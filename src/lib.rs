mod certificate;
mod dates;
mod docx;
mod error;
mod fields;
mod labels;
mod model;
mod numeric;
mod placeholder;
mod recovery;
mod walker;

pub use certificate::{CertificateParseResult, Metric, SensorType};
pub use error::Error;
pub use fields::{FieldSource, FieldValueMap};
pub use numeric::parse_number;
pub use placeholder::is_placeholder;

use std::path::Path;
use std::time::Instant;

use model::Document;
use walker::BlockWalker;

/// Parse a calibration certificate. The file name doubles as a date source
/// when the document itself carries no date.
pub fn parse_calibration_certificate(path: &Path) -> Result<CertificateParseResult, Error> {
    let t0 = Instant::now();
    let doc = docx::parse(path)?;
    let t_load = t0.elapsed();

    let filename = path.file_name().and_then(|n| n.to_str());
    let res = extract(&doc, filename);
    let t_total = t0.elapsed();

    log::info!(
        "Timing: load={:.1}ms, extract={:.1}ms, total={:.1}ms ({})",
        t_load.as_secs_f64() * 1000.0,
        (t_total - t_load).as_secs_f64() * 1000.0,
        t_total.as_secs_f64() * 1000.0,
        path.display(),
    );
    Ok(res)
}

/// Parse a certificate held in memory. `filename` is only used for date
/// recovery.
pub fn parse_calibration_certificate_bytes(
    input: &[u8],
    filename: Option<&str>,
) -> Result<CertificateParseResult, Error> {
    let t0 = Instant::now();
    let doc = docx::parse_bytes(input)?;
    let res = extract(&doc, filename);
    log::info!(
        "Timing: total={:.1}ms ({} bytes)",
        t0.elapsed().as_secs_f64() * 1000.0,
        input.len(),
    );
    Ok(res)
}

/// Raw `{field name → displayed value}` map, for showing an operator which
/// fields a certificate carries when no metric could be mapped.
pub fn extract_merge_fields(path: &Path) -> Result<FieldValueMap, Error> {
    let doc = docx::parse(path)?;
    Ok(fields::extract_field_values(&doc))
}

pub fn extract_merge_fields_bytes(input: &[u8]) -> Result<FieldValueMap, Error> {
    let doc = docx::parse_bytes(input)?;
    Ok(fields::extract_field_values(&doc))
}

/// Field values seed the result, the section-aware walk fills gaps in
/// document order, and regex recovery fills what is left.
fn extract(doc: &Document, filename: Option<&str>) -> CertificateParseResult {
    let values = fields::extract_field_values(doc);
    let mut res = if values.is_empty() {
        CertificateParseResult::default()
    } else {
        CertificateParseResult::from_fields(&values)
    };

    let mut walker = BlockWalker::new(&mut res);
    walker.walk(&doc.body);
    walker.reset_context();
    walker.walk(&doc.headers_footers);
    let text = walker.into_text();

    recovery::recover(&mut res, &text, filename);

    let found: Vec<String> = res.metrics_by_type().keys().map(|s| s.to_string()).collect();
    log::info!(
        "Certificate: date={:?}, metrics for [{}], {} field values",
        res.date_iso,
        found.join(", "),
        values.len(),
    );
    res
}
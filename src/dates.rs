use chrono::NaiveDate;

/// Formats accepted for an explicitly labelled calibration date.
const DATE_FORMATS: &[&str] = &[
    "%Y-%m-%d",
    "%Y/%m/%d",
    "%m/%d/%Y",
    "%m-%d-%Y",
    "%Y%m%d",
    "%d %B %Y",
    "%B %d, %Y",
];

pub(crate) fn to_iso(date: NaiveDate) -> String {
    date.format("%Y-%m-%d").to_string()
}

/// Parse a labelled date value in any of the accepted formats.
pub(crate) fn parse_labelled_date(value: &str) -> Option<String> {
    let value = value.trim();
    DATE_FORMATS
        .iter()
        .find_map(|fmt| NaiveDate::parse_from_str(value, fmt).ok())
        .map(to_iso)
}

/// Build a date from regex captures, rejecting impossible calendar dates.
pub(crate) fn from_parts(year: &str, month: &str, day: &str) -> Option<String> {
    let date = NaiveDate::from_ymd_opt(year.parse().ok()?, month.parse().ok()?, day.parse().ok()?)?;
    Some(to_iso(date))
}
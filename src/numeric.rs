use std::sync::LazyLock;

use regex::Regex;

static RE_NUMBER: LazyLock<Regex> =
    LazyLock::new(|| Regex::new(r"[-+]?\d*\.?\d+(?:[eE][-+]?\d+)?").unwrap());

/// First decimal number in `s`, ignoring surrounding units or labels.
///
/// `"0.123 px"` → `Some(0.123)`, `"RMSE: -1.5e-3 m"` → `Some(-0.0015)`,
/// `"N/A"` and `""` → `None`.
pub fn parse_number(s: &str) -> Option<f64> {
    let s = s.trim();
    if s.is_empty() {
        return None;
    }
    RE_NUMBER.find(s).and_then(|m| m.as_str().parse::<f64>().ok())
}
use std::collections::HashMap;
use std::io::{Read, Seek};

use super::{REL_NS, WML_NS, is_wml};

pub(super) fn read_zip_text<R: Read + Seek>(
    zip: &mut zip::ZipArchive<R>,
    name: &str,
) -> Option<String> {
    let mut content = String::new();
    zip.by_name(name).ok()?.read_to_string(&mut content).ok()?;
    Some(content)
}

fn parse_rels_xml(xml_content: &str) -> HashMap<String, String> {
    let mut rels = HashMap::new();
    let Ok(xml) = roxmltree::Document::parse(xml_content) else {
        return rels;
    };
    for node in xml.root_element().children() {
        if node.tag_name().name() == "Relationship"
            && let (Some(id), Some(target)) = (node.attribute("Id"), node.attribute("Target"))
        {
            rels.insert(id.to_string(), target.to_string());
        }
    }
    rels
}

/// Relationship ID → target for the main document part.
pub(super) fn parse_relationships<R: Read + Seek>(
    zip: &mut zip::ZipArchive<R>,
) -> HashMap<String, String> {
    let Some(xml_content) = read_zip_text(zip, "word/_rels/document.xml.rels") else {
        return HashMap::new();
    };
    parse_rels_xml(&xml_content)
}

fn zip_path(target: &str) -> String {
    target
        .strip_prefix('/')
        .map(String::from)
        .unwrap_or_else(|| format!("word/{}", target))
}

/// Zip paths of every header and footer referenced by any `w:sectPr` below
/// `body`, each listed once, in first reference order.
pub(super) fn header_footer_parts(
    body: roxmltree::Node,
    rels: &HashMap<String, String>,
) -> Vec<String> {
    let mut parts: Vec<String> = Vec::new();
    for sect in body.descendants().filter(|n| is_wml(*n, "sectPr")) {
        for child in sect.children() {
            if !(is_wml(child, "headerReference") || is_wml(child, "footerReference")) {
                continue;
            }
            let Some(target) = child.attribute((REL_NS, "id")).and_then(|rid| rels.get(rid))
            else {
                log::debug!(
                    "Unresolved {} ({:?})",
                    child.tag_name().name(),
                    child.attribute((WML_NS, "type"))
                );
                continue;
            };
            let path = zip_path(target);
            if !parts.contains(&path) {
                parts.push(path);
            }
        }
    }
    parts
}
::::::
Work request.
Return every line of the listing above where "labels" appears.

Solution.
mod labels;
/// First decimal number in `s`, ignoring surrounding units or labels.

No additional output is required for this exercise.